In her traveling mid-career retrospective, "The Sizes of Things in the Mind’s Eye," (2007–9, initiated at Richmond Center for Visual Arts) and an earlier show at Kent Gallery (2006), King exhibited 25 years' worth of objects, including display cases and tables of antique wooden mannequins, acrylic and glass eyes, her own sculptures, half-scale figures in plaster and bronze, paper cutouts of body parts, and multimedia installations. The shows were described as evoking both her warehouse-size studio and a 16th-century cabinet of curiosities, with their "mix of obsolete, recent and not-yet-quite-born contributing to an odd temporal skid." King's 2015 show at Danese/Corey centered on the installation Compass, which consisted of two wooden hands reaching for each other, one activated by a magnet at its base. Her exhibition "Radical Small" at MASS MoCA (2017) paired large-scale projected animation side-by-side with the small-scale sculpture used to make it, while introducing a new, live filmmaking component in the gallery as its centerpiece. King worked in front of viewers with stop-motion animator Mike Belzer on a custom-built, vibration-free platform stage for seven days, painstakingly setting in motion a pair of jointed boxwood hands through a series of changing poses.

==Writing==
King has written extensively about automatons and other concerns related to her art. Leah Ollman described her book, Attention’s Loop (A Sculptor’s Reverie on the Coexistence of Substance and Spirit) (1999), as an intellectual, sensual and practical chronicle of the conception and creation of her work that "braids together philosophical and phenomenological musings with anecdotes, childhood memories, studio notes, fairy tales and legends." Her sculpture Pupil is the book's main visual subject, depicted in photographs by Katherine Wetzel that explore representation and deception, and artificial and human.
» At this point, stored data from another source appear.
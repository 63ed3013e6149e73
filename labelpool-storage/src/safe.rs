//! Failure-tolerant reads and writes.
//!
//! Every record written during partitioning and serving goes through
//! these helpers. A failed encode never reaches the store, so the value
//! previously stored at the key stays intact.

use crate::traits::{ListStore, PointStore};
use labelpool_core::codec;
use serde::de::DeserializeOwned;
use serde::Serialize;
use tracing::warn;

/// Per-write result, aggregated by the partitioner into its load report.
#[derive(Debug, Clone, PartialEq, Eq)]
pub enum WriteOutcome {
    Stored,
    Failed { reason: String },
}

impl WriteOutcome {
    pub fn is_stored(&self) -> bool {
        matches!(self, WriteOutcome::Stored)
    }
}

/// Encode `value` and store it under `key`, reporting the outcome.
pub fn write_outcome<T: Serialize + ?Sized>(
    store: &dyn PointStore,
    key: &str,
    value: &T,
) -> WriteOutcome {
    let blob = match codec::encode(value) {
        Ok(blob) => blob,
        Err(e) => {
            warn!(key, error = %e, "encode failed, value not stored");
            return WriteOutcome::Failed {
                reason: e.to_string(),
            };
        }
    };

    match store.set(key, blob) {
        Ok(()) => WriteOutcome::Stored,
        Err(e) => {
            warn!(key, error = %e, "store write failed, value not stored");
            WriteOutcome::Failed {
                reason: e.to_string(),
            }
        }
    }
}

/// Encode and store a value. `false` means the value was not durably
/// stored; the failure has already been logged.
pub fn safe_write<T: Serialize + ?Sized>(store: &dyn PointStore, key: &str, value: &T) -> bool {
    write_outcome(store, key, value).is_stored()
}

/// Fetch and decode a value. Absent keys, store errors and decode
/// errors all yield `None`; only the errors are logged.
pub fn safe_read<T: DeserializeOwned>(store: &dyn PointStore, key: &str) -> Option<T> {
    let blob = match store.get(key) {
        Ok(Some(blob)) => blob,
        Ok(None) => return None,
        Err(e) => {
            warn!(key, error = %e, "store read failed");
            return None;
        }
    };

    match codec::decode(&blob) {
        Ok(value) => Some(value),
        Err(e) => {
            warn!(key, error = %e, "decode failed");
            None
        }
    }
}

/// Encode and push a value onto the head of `list`, returning the new
/// list length, or `None` after logging a failure.
pub fn safe_push<T: Serialize + ?Sized>(
    store: &dyn ListStore,
    list: &str,
    value: &T,
) -> Option<u64> {
    let blob = match codec::encode(value) {
        Ok(blob) => blob,
        Err(e) => {
            warn!(list, error = %e, "encode failed, item not pushed");
            return None;
        }
    };

    match store.push_head(list, blob) {
        Ok(len) => Some(len),
        Err(e) => {
            warn!(list, error = %e, "list push failed");
            None
        }
    }
}

#[cfg(test)]
mod tests {
    use super::*;
    use crate::memory::MemoryStorage;
    use labelpool_core::{LabelPoolResult, StorageError};
    use serde_json::{json, Value};
    use std::collections::BTreeMap;

    /// Point store that rejects every write.
    struct RejectingStore(MemoryStorage);

    impl PointStore for RejectingStore {
        fn set(&self, key: &str, _blob: Vec<u8>) -> LabelPoolResult<()> {
            Err(StorageError::WriteFailed {
                key: key.to_string(),
                reason: "rejected".to_string(),
            }
            .into())
        }

        fn get(&self, key: &str) -> LabelPoolResult<Option<Vec<u8>>> {
            self.0.get(key)
        }
    }

    #[test]
    fn test_write_then_read() {
        let store = MemoryStorage::new();
        assert!(safe_write(&store, "42", &json!({"index": 42})));
        let back: Option<Value> = safe_read(&store, "42");
        assert_eq!(back, Some(json!({"index": 42})));
    }

    #[test]
    fn test_encode_failure_leaves_previous_value() {
        let store = MemoryStorage::new();
        assert!(safe_write(&store, "k", &json!("previous")));

        // JSON cannot encode non-string map keys
        let mut unencodable = BTreeMap::new();
        unencodable.insert(vec![1u8, 2], 3);
        let outcome = write_outcome(&store, "k", &unencodable);

        assert!(matches!(outcome, WriteOutcome::Failed { .. }));
        assert_eq!(safe_read::<Value>(&store, "k"), Some(json!("previous")));
    }

    #[test]
    fn test_store_failure_leaves_previous_value() {
        let inner = MemoryStorage::new();
        assert!(safe_write(&inner, "k", &json!("previous")));
        let store = RejectingStore(inner);

        assert!(!safe_write(&store, "k", &json!("next")));
        assert_eq!(safe_read::<Value>(&store, "k"), Some(json!("previous")));
    }

    #[test]
    fn test_read_of_garbage_is_none() {
        let store = MemoryStorage::new();
        store.set("k", vec![0x00, 0x01]).unwrap();
        assert_eq!(safe_read::<Value>(&store, "k"), None);
        assert_eq!(safe_read::<Value>(&store, "missing"), None);
    }

    #[test]
    fn test_push_returns_length() {
        let store = MemoryStorage::new();
        assert_eq!(safe_push(&store, "data", &json!({"index": 1})), Some(1));
        assert_eq!(safe_push(&store, "data", &json!({"index": 2})), Some(2));
    }
}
King's second book, written with clockmaker and conservator W. David Todd and entailing more than 20 years of research, is a detailed history of a Renaissance automaton and seven contemporary artificial figures, titled Miracles and Machines: A Sixteenth-Century Automaton and Its Legend (2023). The book's main subject is a 16", carved automaton in the Smithsonian Institution collection commonly known as "The Monk"—according to legend, a depiction of the Spanish Franciscan friar and saint Diego de Alcalá, whose preserved remains were allegedly involved in a miracle at the court of Phillip II of Spain. The figure has been attributed to the workshop of the clockmaker Juanelo Turriano; when wound, it walks a slow seven-point path, prays and waves a cross, beats its chest, shifts its gaze and lifts the cross to its lips to kiss it. The book dissects the figure, its parts and mechanisms, and the other automata and their connections to magic and mathematics, faith and technology, and the restoration of life, in the past and present. The monk is also the subject of a shorter essay, "Perpetual Devotion: A Sixteenth-Century Machine That Prays," that appears in the book Genesis Redux: Essays in the History and Philosophy of Artificial Life (2007).

==Recognition==
King has been recognized with a Guggenheim Fellowship (2002) and awards from Anonymous Was a Woman (2014), the American Academy of Arts and Letters (2006), Harvard Radcliffe Institute (1996), Virginia Commission for the Arts (1996), and the National Endowment for the Arts (1988). She has also received artist residencies from the Robert Rauschenberg Foundation (2017) and Dartmouth College (2008). In 2017, she was elected a member of the National Academy of Design. She is the subject of a documentary film, Double Take: The Art of Elizabeth King (2018), directed by Olympia Stone.

King's work belongs to the public collections of the Hirshhorn Museum and Sculpture Garden, Hood Museum of Art, Los Angeles County Museum of Art, Metropolitan Museum of Art, Museum of Fine Arts, Houston, Sheldon Museum of Art, Virginia Museum of Fine Arts, as well as to institutional and university collections.